Yes, Mam“, stotterte ich und rappelte mich auf um unseren rettenden Engel aus der Nähe zu betrachten. Ich staunte nicht schlecht, als ich Rachel über mir entdeckte, Pauls einheimische Frau. Ich war ihr früher schon gelegentlich begegnet, hatte sie immer für unscheinbar und farblos gehalten und mich eher gewundert, was ein Weiberheld von Pauls Kaliber an einem derartigen Mauerblümchen aus der tiefsten Provinz Papua-Neuguineas gefunden hatte.

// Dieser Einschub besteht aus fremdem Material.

use async_trait::async_trait;
use chrono::{DateTime, Utc};
use tokio_postgres::Row;

use crate::error::BillingError;
use crate::payment::{Payment, PaymentStatus, PaymentStore};
use crate::storage::postgres::{PgStore, invalid_column};

const PAYMENT_COLUMNS: &str =
    "id, user_id, charge_id, plan, amount_cents, status, pix_payload, created_at, updated_at";

fn row_to_payment(row: &Row) -> Result<Payment, BillingError> {
    let status_s: String = row.try_get(5)?;
    Ok(Payment {
        id: row.try_get(0)?,
        user_id: row.try_get(1)?,
        charge_id: row.try_get(2)?,
        plan: row.try_get(3)?,
        amount_cents: row.try_get(4)?,
        status: PaymentStatus::parse(&status_s)
            .ok_or_else(|| invalid_column("status", &status_s))?,
        pix_payload: row.try_get(6)?,
        created_at: row.try_get(7)?,
        updated_at: row.try_get(8)?,
    })
}

#[async_trait]
impl PaymentStore for PgStore {
    async fn insert_payment(&self, payment: &Payment) -> Result<(), BillingError> {
        let client = self.pool.pick();
        client
            .execute(
                "INSERT INTO payments (id, user_id, charge_id, plan, amount_cents, status, pix_payload, created_at, updated_at)
                 VALUES ($1, $2, $3, $4, $5, $6, $7, $8, $9)",
                &[
                    &payment.id,
                    &payment.user_id,
                    &payment.charge_id,
                    &payment.plan,
                    &payment.amount_cents,
                    &payment.status.as_str(),
                    &payment.pix_payload,
                    &payment.created_at,
                    &payment.updated_at,
                ],
            )
            .await?;
        Ok(())
    }

    async fn get_payment(&self, id: &str) -> Result<Option<Payment>, BillingError> {
        let client = self.pool.pick();
        let sql = format!("SELECT {PAYMENT_COLUMNS} FROM payments WHERE id = $1");
        let row = client.query_opt(&sql, &[&id]).await?;
        row.as_ref().map(row_to_payment).transpose()
    }

    async fn find_pending_payment(
        &self,
        user_id: &str,
        plan: &str,
    ) -> Result<Option<Payment>, BillingError> {
        let client = self.pool.pick();
        let sql = format!(
            "SELECT {PAYMENT_COLUMNS} FROM payments
             WHERE user_id = $1 AND plan = $2 AND status = 'pending'
             ORDER BY created_at DESC
             LIMIT 1"
        );
        let row = client.query_opt(&sql, &[&user_id, &plan]).await?;
        row.as_ref().map(row_to_payment).transpose()
    }

    async fn update_payment_status(
        &self,
        id: &str,
        status: PaymentStatus,
        now: DateTime<Utc>,
    ) -> Result<bool, BillingError> {
        let client = self.pool.pick();
        let changed = client
            .execute(
                "UPDATE payments SET status = $2, updated_at = $3
                 WHERE id = $1 AND status <> 'approved'",
                &[&id, &status.as_str(), &now],
            )
            .await?;
        Ok(changed > 0)
    }

    async fn has_approved_payment_between(
        &self,
        user_id: &str,
        start: DateTime<Utc>,
        end: DateTime<Utc>,
    ) -> Result<bool, BillingError> {
        let client = self.pool.pick();
        let row = client
            .query_opt(
                "SELECT 1 FROM payments
                 WHERE user_id = $1 AND status = 'approved'
                   AND created_at >= $2 AND created_at < $3
                 LIMIT 1",
                &[&user_id, &start, &end],
            )
            .await?;
        Ok(row.is_some())
    }

    async fn list_payments(&self, user_id: &str, limit: i64) -> Result<Vec<Payment>, BillingError> {
        let client = self.pool.pick();
        let sql = format!(
            "SELECT {PAYMENT_COLUMNS} FROM payments
             WHERE user_id = $1
             ORDER BY created_at DESC
             LIMIT $2"
        );
        let rows = client.query(&sql, &[&user_id, &limit]).await?;
        rows.iter().map(row_to_payment).collect()
    }
}
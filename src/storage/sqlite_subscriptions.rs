use async_trait::async_trait;
use chrono::Utc;
use rusqlite::OptionalExtension;
use uuid::Uuid;

use crate::balance::{CreditJournal, CreditTransaction, NewCreditTransaction, TransactionKind};
use crate::catalog::{BillingType, PlanKind};
use crate::error::BillingError;
use crate::storage::sqlite::{SqliteStore, invalid_text, time_column};
use crate::storage::time::to_db_string;
use crate::subscription::{CandidateRow, Subscription, SubscriptionStatus, SubscriptionStore};

const SUBSCRIPTION_COLUMNS: &str = "user_id, plan, billing_type, status, renew_at,
    credits_remaining, credits_total, version, created_at, updated_at";

fn row_to_subscription(row: &rusqlite::Row<'_>) -> rusqlite::Result<Subscription> {
    let plan_s: String = row.get(1)?;
    let billing_s: String = row.get(2)?;
    let status_s: String = row.get(3)?;
    let renew_at_s: Option<String> = row.get(4)?;
    let created_at_s: String = row.get(8)?;
    let updated_at_s: String = row.get(9)?;
    Ok(Subscription {
        user_id: row.get(0)?,
        plan: PlanKind::parse(&plan_s).ok_or_else(|| invalid_text(1, "plan"))?,
        billing_type: BillingType::parse(&billing_s)
            .ok_or_else(|| invalid_text(2, "billing_type"))?,
        status: SubscriptionStatus::parse(&status_s).ok_or_else(|| invalid_text(3, "status"))?,
        renew_at: renew_at_s.as_deref().map(|s| time_column(4, s)).transpose()?,
        credits_remaining: row.get(5)?,
        credits_total: row.get(6)?,
        version: row.get(7)?,
        created_at: time_column(8, &created_at_s)?,
        updated_at: time_column(9, &updated_at_s)?,
    })
}

fn row_to_transaction(row: &rusqlite::Row<'_>) -> rusqlite::Result<CreditTransaction> {
    let kind_s: String = row.get(2)?;
    let created_at_s: String = row.get(5)?;
    Ok(CreditTransaction {
        id: row.get(0)?,
        user_id: row.get(1)?,
        kind: TransactionKind::parse(&kind_s).ok_or_else(|| invalid_text(2, "kind"))?,
        amount: row.get(3)?,
        balance_after: row.get(4)?,
        created_at: time_column(5, &created_at_s)?,
        meta: row.get(6)?,
    })
}

#[async_trait]
impl SubscriptionStore for SqliteStore {
    async fn get_subscription(&self, user_id: &str) -> Result<Option<Subscription>, BillingError> {
        let conn = self.connection.lock().await;
        let sql = format!("SELECT {SUBSCRIPTION_COLUMNS} FROM subscriptions WHERE user_id = ?1");
        let sub = conn
            .query_row(&sql, [user_id], row_to_subscription)
            .optional()?;
        Ok(sub)
    }

    async fn insert_subscription_if_absent(
        &self,
        initial: &Subscription,
    ) -> Result<Subscription, BillingError> {
        let conn = self.connection.lock().await;
        let inserted = conn.execute(
            "INSERT OR IGNORE INTO subscriptions (user_id, plan, billing_type, status, renew_at,
                credits_remaining, credits_total, version, created_at, updated_at)
             VALUES (?1, ?2, ?3, ?4, ?5, ?6, ?7, ?8, ?9, ?10)",
            rusqlite::params![
                &initial.user_id,
                initial.plan.as_str(),
                initial.billing_type.as_str(),
                initial.status.as_str(),
                initial.renew_at.as_ref().map(to_db_string),
                initial.credits_remaining,
                initial.credits_total,
                initial.version,
                to_db_string(&initial.created_at),
                to_db_string(&initial.updated_at),
            ],
        )?;
        if inserted > 0 {
            tracing::info!(user_id = %initial.user_id, "provisioned subscription");
        }
        let sql = format!("SELECT {SUBSCRIPTION_COLUMNS} FROM subscriptions WHERE user_id = ?1");
        let stored = conn.query_row(&sql, [&initial.user_id], row_to_subscription)?;
        Ok(stored)
    }

    async fn compare_and_swap(
        &self,
        next: &Subscription,
        expected_version: i64,
        entry: Option<&NewCreditTransaction>,
    ) -> Result<bool, BillingError> {
        let mut conn = self.connection.lock().await;
        let tx = conn.transaction()?;
        let changed = tx.execute(
            "UPDATE subscriptions
             SET plan = ?2, billing_type = ?3, status = ?4, renew_at = ?5,
                 credits_remaining = ?6, credits_total = ?7, version = ?8 + 1, updated_at = ?9
             WHERE user_id = ?1 AND version = ?8",
            rusqlite::params![
                &next.user_id,
                next.plan.as_str(),
                next.billing_type.as_str(),
                next.status.as_str(),
                next.renew_at.as_ref().map(to_db_string),
                next.credits_remaining,
                next.credits_total,
                expected_version,
                to_db_string(&next.updated_at),
            ],
        )?;
        if changed == 0 {
            return Ok(false);
        }
        if let Some(entry) = entry {
            tx.execute(
                "INSERT INTO credit_transactions (id, user_id, kind, amount, balance_after, created_at, meta)
                 VALUES (?1, ?2, ?3, ?4, ?5, ?6, ?7)",
                rusqlite::params![
                    Uuid::new_v4().to_string(),
                    &next.user_id,
                    entry.kind.as_str(),
                    entry.amount,
                    entry.balance_after,
                    to_db_string(&Utc::now()),
                    entry.meta.clone(),
                ],
            )?;
        }
        tx.commit()?;
        Ok(true)
    }

    async fn list_renewal_candidates(&self) -> Result<Vec<CandidateRow>, BillingError> {
        let conn = self.connection.lock().await;
        let sql = format!(
            "SELECT {SUBSCRIPTION_COLUMNS} FROM subscriptions
             WHERE plan != 'free' AND status IN ('active', 'cancelled')
             ORDER BY renew_at, user_id"
        );
        let mut stmt = conn.prepare(&sql)?;
        let rows = stmt.query_map([], |row| {
            let user_id: String = row.get(0)?;
            Ok(match row_to_subscription(row) {
                Ok(sub) => CandidateRow::Ready(sub),
                Err(e) => CandidateRow::Unreadable {
                    user_id,
                    error: e.into(),
                },
            })
        })?;
        let mut out = Vec::new();
        for r in rows {
            out.push(r?);
        }
        Ok(out)
    }
}

#[async_trait]
impl CreditJournal for SqliteStore {
    async fn list_transactions(
        &self,
        user_id: &str,
        limit: i64,
        offset: i64,
    ) -> Result<Vec<CreditTransaction>, BillingError> {
        let conn = self.connection.lock().await;
        let mut stmt = conn.prepare(
            "SELECT id, user_id, kind, amount, balance_after, created_at, meta
             FROM credit_transactions
             WHERE user_id = ?1
             ORDER BY created_at DESC, rowid DESC
             LIMIT ?2 OFFSET ?3",
        )?;
        let rows = stmt.query_map(
            rusqlite::params![user_id, limit, offset],
            row_to_transaction,
        )?;
        let mut out = Vec::new();
        for r in rows {
            out.push(r?);
        }
        Ok(out)
    }
}

#[cfg(test)]
mod tests {
    use super::*;
    use chrono::{Duration, TimeZone};
    use tempfile::tempdir;

    async fn store() -> (tempfile::TempDir, SqliteStore) {
        let dir = tempdir().unwrap();
        let db_path = dir.path().join("test.db");
        let store = SqliteStore::new(db_path.to_str().unwrap()).await.unwrap();
        (dir, store)
    }

    #[tokio::test]
    async fn insert_if_absent_keeps_first_writer() {
        let (_dir, db) = store().await;
        let now = Utc::now();
        let first = db
            .insert_subscription_if_absent(&Subscription::new_free("u1", 30, now))
            .await
            .unwrap();
        assert_eq!(first.credits_remaining, 30);

        let second = db
            .insert_subscription_if_absent(&Subscription::new_free("u1", 999, now))
            .await
            .unwrap();
        assert_eq!(second.credits_remaining, 30);
        assert_eq!(second.version, 1);
    }

    #[tokio::test]
    async fn compare_and_swap_rejects_stale_version() {
        let (_dir, db) = store().await;
        let now = Utc.with_ymd_and_hms(2024, 1, 1, 12, 0, 0).unwrap();
        let sub = db
            .insert_subscription_if_absent(&Subscription::new_free("u1", 30, now))
            .await
            .unwrap();

        let mut next = sub.clone();
        next.plan = PlanKind::Premium;
        next.renew_at = Some(now + Duration::days(31));
        next.credits_remaining = 300;
        next.credits_total = 300;
        let entry = NewCreditTransaction {
            kind: TransactionKind::PlanChange,
            amount: 270,
            balance_after: 300,
            meta: None,
        };
        assert!(db.compare_and_swap(&next, sub.version, Some(&entry)).await.unwrap());
        // Same expected version again: the row has moved on.
        assert!(!db.compare_and_swap(&next, sub.version, Some(&entry)).await.unwrap());

        let stored = db.get_subscription("u1").await.unwrap().unwrap();
        assert_eq!(stored.version, 2);
        assert_eq!(stored.plan, PlanKind::Premium);
        assert_eq!(stored.renew_at, Some(now + Duration::days(31)));

        let txs = db.list_transactions("u1", 10, 0).await.unwrap();
        assert_eq!(txs.len(), 1);
        assert_eq!(txs[0].kind, TransactionKind::PlanChange);
        assert_eq!(txs[0].balance_after, 300);
    }

    #[tokio::test]
    async fn negative_balance_is_refused_by_schema() {
        let (_dir, db) = store().await;
        let sub = db
            .insert_subscription_if_absent(&Subscription::new_free("u1", 30, Utc::now()))
            .await
            .unwrap();
        let mut next = sub.clone();
        next.credits_remaining = -1;
        let res = db.compare_and_swap(&next, sub.version, None).await;
        assert!(matches!(res, Err(BillingError::Db(_))));
        let stored = db.get_subscription("u1").await.unwrap().unwrap();
        assert_eq!(stored.credits_remaining, 30);
    }

    #[tokio::test]
    async fn renewal_candidates_exclude_free_and_terminal_rows() {
        let (_dir, db) = store().await;
        let now = Utc::now();
        for (user, plan, status) in [
            ("free", PlanKind::Free, SubscriptionStatus::Active),
            ("paid", PlanKind::Premium, SubscriptionStatus::Active),
            ("leaving", PlanKind::Business, SubscriptionStatus::Cancelled),
            ("lapsed", PlanKind::Premium, SubscriptionStatus::Expired),
        ] {
            let sub = db
                .insert_subscription_if_absent(&Subscription::new_free(user, 30, now))
                .await
                .unwrap();
            let mut next = sub.clone();
            next.plan = plan;
            next.status = status;
            assert!(db.compare_and_swap(&next, sub.version, None).await.unwrap());
        }
        let mut users: Vec<String> = db
            .list_renewal_candidates()
            .await
            .unwrap()
            .iter()
            .map(|c| c.user_id().to_string())
            .collect();
        users.sort();
        assert_eq!(users, vec!["leaving".to_string(), "paid".to_string()]);
    }

    #[tokio::test]
    async fn unreadable_candidate_does_not_hide_the_others() {
        let (_dir, db) = store().await;
        let now = Utc::now();
        for user in ["good", "odd"] {
            let sub = db
                .insert_subscription_if_absent(&Subscription::new_free(user, 30, now))
                .await
                .unwrap();
            let mut next = sub.clone();
            next.plan = PlanKind::Premium;
            assert!(db.compare_and_swap(&next, sub.version, None).await.unwrap());
        }
        db.connection
            .lock()
            .await
            .execute("UPDATE subscriptions SET plan = 'enterprise' WHERE user_id = 'odd'", [])
            .unwrap();

        let rows = db.list_renewal_candidates().await.unwrap();
        assert_eq!(rows.len(), 2);
        for row in rows {
            match row {
                CandidateRow::Ready(sub) => assert_eq!(sub.user_id, "good"),
                CandidateRow::Unreadable { user_id, .. } => assert_eq!(user_id, "odd"),
            }
        }
    }
}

Alex, der stöhnend darum rang, das eben wiedererlangte Bewusstsein nicht gleich wieder zu verlieren, hatte die letzte Phase des Überfalls nicht bewusst miterlebt und schien sich deshalb auch weniger um die Identität unseres Schutzengels zu kümmern als vielmehr um das Stillen des Blutes, das sich in wahren Strömen von seiner Stirn, ganz in der Nähe des Haaransatzes, quer über sein Gesicht ergoss.

Offenbar hatte auch Rachel vorderhand wichtigeres zu tun, als sich um uns zu kümmern, nachdem sie erst einmal festgestellt hatte, dass wir überhaupt noch am Leben waren. Denn während weitere Angestellte, die in Laden und Lager Deckung bezogen hatten, hinter Reissäcken und Bierkartons hervorkrochen, verließ sogar Ken, der Buchhalter, seinen mit Panzerglas gesicherten Hochsitz. Er kam direkt auf mich zu, half mir vollends auf die Beine und zog, wie er es sein Leben lang gewohnt war, Bilanz:

„Hatte schon geglaubt, es hat euch erwischt! – Aber es ist auch so schlimm genug: Nancy ist tot. Sonst sehe ich auf unserer Seite nur ein paar leicht Verletzte. Die Angreifer haben einen Mann verloren; mindestens einer von ihnen ist verwundet.“

Dann seufzte er, weil ihn dies offenbar mehr schmerzte als die menschlichen Verluste:

„Leider haben sie auch einiges an Bargeld aus der Bank mitlaufen lassen!“

Sobald ich mich auf meinen eigenen Beinen wieder sicher fühlte, packte ich Alex unter den Armen und zog ihn vom Boden empor. Erst jetzt fiel mein Blick hinter den Bankschalter wo Rachel neben der in einem See von Blut liegenden Nancy kniete, ihr die Augen schloss und dabei feierlich und so laut, dass alle es hörten, einen Eid ablegte:

„Geh ein ins Reich der Ahnen, Nancy. Ich schwöre dir bei meinem eigenen Leben und bei dem meiner Kinder, dass dein Tod gesühnt werden wird!“

Unter den Zuhörern vor dem Hangar erhob sich ein dumpfes Raunen. Alle hatten den Racheschwur gehört und offenbar zustimmend zur Kenntnis genommen.

Rachel aber hatte noch nicht geendet. Mit genau jener schneidenden, fast unmenschlichen Stimme, mit der sie die Schießerei beendet hatte, hob sie erneut an:

„Und ihr, die ihr meine Nancy getötet habt: wisst, dass ich euch hier und jetzt zum Tod verurteile! Keiner von euch wird die Rückkehr der Monsunregen erleben!“

Sie verharrte noch kurze Zeit wie in Trance in ihrer magischen Pose, ließ dann die Hände sinken und kehrte zurück in den Glaskäfig.

Meine Gänsehaut verging nur langsam, denn ich zweifelte keinen Augenblick daran, dass Rachels Verheißung in Erfüllung gehen würde.